A PATIENT at Frankston Hospital claims she has been refused kosher meals for more than a week.

Frankston Hospital.
Frankston Hospital.

A PATIENT at Frankston Hospital claims she has been refused kosher meals for more than a week.

Fiona, whose surname has been withheld for privacy reasons, told The AJN this Tuesday that she has been requesting kosher food every day but that it is being denied to her and she is trying to do her best by buying food from the canteen.

“I’m just getting basic bread, because I know I can, and the chaplain gave me an electric candle instead of a candle for Shabbat, but apart from that I can’t get anything kosher or Jewish,” Fiona, who has been in the hospital for more than a week, told The AJN.

“I’m trying to have food as kosher as possible by not eating pig, not mixing milk and meat and only eating what I really have to eat, but this isn’t fair and I should be allowed kosher food in a public hospital.”

The AJN contacted Peninsula Health, which runs the Frankston Hospital, and was told that the patient was at fault because the hospital has no record of her requesting kosher food when she was admitted to ­hospital.

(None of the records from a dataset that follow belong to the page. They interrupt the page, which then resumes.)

//! Zero-crossing average frequency estimation
//!
//! Estimates the dominant frequency of a buffer from the rate at which the
//! signal crosses a threshold. Signals are DC-biased: the default threshold
//! is 0.5, not 0.
//!
//! Algorithm:
//! 1. Find the first index where consecutive samples fall on opposite sides
//!    of the threshold (first crossing)
//! 2. Count every later crossing up to the end of the buffer, remembering the
//!    index of the last one
//! 3. `frequency = crossings * sample_rate / (last - first)`
//!
//! The estimate is the crossing rate over the measured span, so a threshold
//! flip every `p` samples reads as `sample_rate / p`.
//!
//! # Example
//!
//! ```
//! use wavegraph_dsp::features::frequency::AverageFrequency;
//!
//! // Flip across 0.5 every 100 samples
//! let samples: Vec<f32> = (0..1000)
//!     .map(|i| if (i / 100) % 2 == 0 { 1.0 } else { -1.0 })
//!     .collect();
//!
//! let mut estimator = AverageFrequency::new(8000);
//! assert_eq!(estimator.calculate(&samples)?, 80);
//! # Ok::<(), wavegraph_dsp::GraphError>(())
//! ```

use crate::error::GraphError;

/// Default crossing threshold for DC-biased signals
pub const DEFAULT_CROSSING_THRESHOLD: f32 = 0.5;

/// Result of a crossing scan over one buffer
#[derive(Debug, Clone, Copy, PartialEq, Eq)]
pub struct CrossingScan {
    /// Index of the first crossing (0 when none was found)
    pub first_index: usize,
    /// Index of the last crossing after the first (`sample_rate` when none was found)
    pub last_index: usize,
    /// Number of crossings after the first one
    pub crossings: usize,
}

/// Zero-crossing frequency estimator
///
/// Keeps the previous estimate so degenerate buffers (silence, DC, a single
/// crossing) can fall back to it.
#[derive(Debug, Clone)]
pub struct AverageFrequency {
    sample_rate: u32,
    threshold: f32,
    last_frequency: u32,
}

impl AverageFrequency {
    /// Create an estimator for the given sample rate with the default 0.5 threshold
    pub fn new(sample_rate: u32) -> Self {
        Self {
            sample_rate,
            threshold: DEFAULT_CROSSING_THRESHOLD,
            last_frequency: 0,
        }
    }

    /// Use a different crossing threshold
    pub fn with_threshold(mut self, threshold: f32) -> Self {
        self.threshold = threshold;
        self
    }

    /// Sample rate in Hz
    pub fn sample_rate(&self) -> u32 {
        self.sample_rate
    }

    /// Change the sample rate; applies from the next calculation
    pub fn set_sample_rate(&mut self, sample_rate: u32) {
        log::debug!(
            "Average frequency sample rate {} -> {} Hz",
            self.sample_rate,
            sample_rate
        );
        self.sample_rate = sample_rate;
    }

    /// Crossing threshold
    pub fn threshold(&self) -> f32 {
        self.threshold
    }

    /// Most recent successful estimate in Hz (0 before the first one)
    pub fn last_frequency(&self) -> u32 {
        self.last_frequency
    }

    /// Scan `samples` for threshold crossings
    pub fn scan(&self, samples: &[f32]) -> CrossingScan {
        let threshold = self.threshold;
        let above = |s: f32| s > threshold;
        let flips_at = |i: usize| above(samples[i - 1]) != above(samples[i]);

        let mut scan = CrossingScan {
            first_index: 0,
            last_index: self.sample_rate as usize,
            crossings: 0,
        };

        let first = match (1..samples.len()).find(|&i| flips_at(i)) {
            Some(i) => i,
            None => return scan,
        };
        scan.first_index = first;

        for i in (first + 1)..samples.len() {
            if flips_at(i) {
                scan.crossings += 1;
                scan.last_index = i;
            }
        }

        scan
    }

    /// Estimate the frequency of `samples` in Hz
    ///
    /// # Errors
    ///
    /// - `InvalidInput` if the sample rate is 0
    /// - `DegenerateSignal` if fewer than two crossings were found or the
    ///   measured span is empty; the previous estimate is kept
    pub fn calculate(&mut self, samples: &[f32]) -> Result<u32, GraphError> {
        if self.sample_rate == 0 {
            return Err(GraphError::InvalidInput(
                "Sample rate must be > 0".to_string(),
            ));
        }

        let scan = self.scan(samples);
        log::debug!(
            "Zero-crossing scan over {} samples: first={}, last={}, crossings={}",
            samples.len(),
            scan.first_index,
            scan.last_index,
            scan.crossings
        );

        if scan.crossings == 0 {
            return Err(GraphError::DegenerateSignal(format!(
                "No crossings of {:.3} after the first in {} samples",
                self.threshold,
                samples.len()
            )));
        }

        let span = scan.last_index as i64 - scan.first_index as i64;
        if span <= 0 {
            return Err(GraphError::DegenerateSignal(format!(
                "Empty crossing span ({}..{})",
                scan.first_index, scan.last_index
            )));
        }

        let frequency = scan.crossings as f64 * self.sample_rate as f64 / span as f64;
        if !frequency.is_finite() {
            return Err(GraphError::DegenerateSignal(
                "Non-finite frequency estimate".to_string(),
            ));
        }

        let frequency = frequency.round() as u32;
        self.last_frequency = frequency;
        Ok(frequency)
    }

    /// Estimate the frequency, falling back to the previous estimate
    ///
    /// Never fails: degenerate buffers and a zero sample rate return
    /// `last_frequency()` unchanged.
    pub fn update(&mut self, samples: &[f32]) -> u32 {
        match self.calculate(samples) {
            Ok(frequency) => frequency,
            Err(e) => {
                log::warn!(
                    "{}; keeping previous estimate of {} Hz",
                    e,
                    self.last_frequency
                );
                self.last_frequency
            }
        }
    }
}
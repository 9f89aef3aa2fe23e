//! Lifecycle state machine, buffer ownership and block-size announcements
//!
//! [`InputCore`] is the bookkeeping every producer shares. It enforces:
//! - `start()` only after `initialise()`
//! - the block size is announced to every listener before the first buffer
//!   and again before the first buffer after a size change
//! - published buffers always have the announced length
//! - destroyed inputs deliver nothing further

use super::registry::ListenerRegistry;
use super::{InputState, ListenerId, SharedListener};
use crate::error::GraphError;

/// Shared producer state
#[derive(Debug)]
pub struct InputCore {
    label: &'static str,
    state: InputState,
    buffer: Vec<f32>,
    block_size: usize,
    /// Size changed since the last announcement
    size_pending: bool,
    registry: ListenerRegistry,
}

impl InputCore {
    /// Create a core for a producer named `label` (used in log output)
    ///
    /// # Errors
    ///
    /// Returns `InvalidInput` if `block_size` is 0.
    pub fn new(label: &'static str, block_size: usize) -> Result<Self, GraphError> {
        if block_size == 0 {
            return Err(GraphError::InvalidInput(
                "Block size must be > 0".to_string(),
            ));
        }

        Ok(Self {
            label,
            state: InputState::Uninitialised,
            buffer: Vec::new(),
            block_size,
            size_pending: true,
            registry: ListenerRegistry::new(),
        })
    }

    /// Current lifecycle state
    pub fn state(&self) -> InputState {
        self.state
    }

    /// Current block size
    pub fn block_size(&self) -> usize {
        self.block_size
    }

    /// The buffer as last published (or being filled)
    pub fn buffer(&self) -> &[f32] {
        &self.buffer
    }

    /// Fill access to the buffer; its length cannot change here
    pub fn buffer_mut(&mut self) -> &mut [f32] {
        &mut self.buffer
    }

    /// Listener registry
    pub fn registry(&self) -> &ListenerRegistry {
        &self.registry
    }

    /// Size the buffer and announce the block size
    ///
    /// Allowed from `Uninitialised`, `Initialised` and `Stopped`.
    pub fn initialise(&mut self) -> Result<(), GraphError> {
        match self.state {
            InputState::Started => {
                return Err(self.usage("initialise() while started; stop() first"));
            }
            InputState::Destroyed => {
                return Err(self.usage("initialise() after destroy()"));
            }
            _ => {}
        }

        log::debug!("{}: initialising with block size {}", self.label, self.block_size);
        self.buffer.clear();
        self.buffer.resize(self.block_size, 0.0);
        self.state = InputState::Initialised;
        self.announce();
        Ok(())
    }

    /// `Initialised | Stopped -> Started`
    pub fn start(&mut self) -> Result<(), GraphError> {
        match self.state {
            InputState::Initialised | InputState::Stopped => {
                log::debug!("{}: started", self.label);
                self.state = InputState::Started;
                Ok(())
            }
            InputState::Started => Ok(()),
            InputState::Uninitialised => Err(self.usage("start() before initialise()")),
            InputState::Destroyed => Err(self.usage("start() after destroy()")),
        }
    }

    /// `Started -> Stopped`; a no-op when not running
    pub fn stop(&mut self) -> Result<(), GraphError> {
        match self.state {
            InputState::Started => {
                log::debug!("{}: stopped", self.label);
                self.state = InputState::Stopped;
                Ok(())
            }
            InputState::Initialised | InputState::Stopped => Ok(()),
            InputState::Uninitialised => Err(self.usage("stop() before initialise()")),
            InputState::Destroyed => Err(self.usage("stop() after destroy()")),
        }
    }

    /// Enter the terminal state, detaching every listener
    pub fn destroy(&mut self) {
        if self.state == InputState::Destroyed {
            return;
        }
        let detached = self.registry.clear();
        log::debug!("{}: destroyed, detached {} listeners", self.label, detached);
        self.buffer = Vec::new();
        self.state = InputState::Destroyed;
    }

    /// Change the block size
    ///
    /// Once initialised, listeners hear the new size immediately, before any
    /// buffer of that size.
    pub fn set_block_size(&mut self, block_size: usize) -> Result<(), GraphError> {
        if block_size == 0 {
            return Err(GraphError::InvalidInput(
                "Block size must be > 0".to_string(),
            ));
        }
        if self.state == InputState::Destroyed {
            return Err(self.usage("set_buffer_size() after destroy()"));
        }
        if block_size == self.block_size {
            return Ok(());
        }

        log::debug!(
            "{}: block size {} -> {}",
            self.label,
            self.block_size,
            block_size
        );
        self.block_size = block_size;
        self.size_pending = true;

        if self.state.is_initialised() {
            self.buffer.resize(block_size, 0.0);
            self.announce();
        }
        Ok(())
    }

    /// Register a listener
    pub fn add_listener(&mut self, listener: SharedListener) -> Result<ListenerId, GraphError> {
        if self.state == InputState::Destroyed {
            return Err(self.usage("add_input_listener() after destroy()"));
        }

        if self.state.is_initialised() {
            match listener.try_borrow_mut() {
                Ok(mut l) => l.on_block_size_changed(self.block_size),
                Err(_) => log::warn!(
                    "{}: listener busy, block size {} not announced on registration",
                    self.label,
                    self.block_size
                ),
            }
        }

        Ok(self.registry.add(listener))
    }

    /// Unregister a listener
    pub fn remove_listener(&mut self, id: ListenerId) -> bool {
        self.registry.remove(id)
    }

    /// Deliver the current buffer to every listener
    ///
    /// # Errors
    ///
    /// Returns `UsageError` unless the input is started.
    pub fn publish(&mut self) -> Result<(), GraphError> {
        if !self.state.is_running() {
            return Err(self.usage("buffer published while not started"));
        }
        if self.size_pending {
            self.announce();
        }
        debug_assert_eq!(self.buffer.len(), self.block_size);

        self.registry.notify_buffer(&self.buffer);
        Ok(())
    }

    fn announce(&mut self) {
        self.registry.notify_block_size(self.block_size);
        self.size_pending = false;
    }

    fn usage(&self, what: &str) -> GraphError {
        GraphError::UsageError(format!("{}: {} (state {:?})", self.label, what, self.state))
    }
}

“Peninsula Health is in the process of examining the provision of kosher meals to serve a growing Jewish ­community on the Peninsula,” the company’s director of support services Jenny Nicholson said.

“No kosher dietary request was received from this patient upon admission.”

However, The AJN was first made aware that Fiona was not being provided with kosher food more than a week ago and since that time nothing has changed.

According to Chabad House of Frankston’s Rabbi Levi Bondar this isn’t a new problem.

“It’s a regular occurrence at Frankston Hospital,” he said.

“They usually say they can’t offer kosher food or that it will take a while, and by the time they get around to trying to organise it, [the patients] are out of the hospital so they don’t do it.”

Rabbi Bondar said Peninsula Health has not taken any steps to resolve the problem, and that on a number of occasions he has picked up food from a kosher shop in Melbourne and taken it to the hospital himself.

“Every year we have a few cases and I tried to speak to someone, but they wouldn’t do anything about it and nothing ever changes.

“It’s frustrating because these are hospitals further away from Melbourne that provide kosher food but for some reason at Frankston they say they can’t do it.”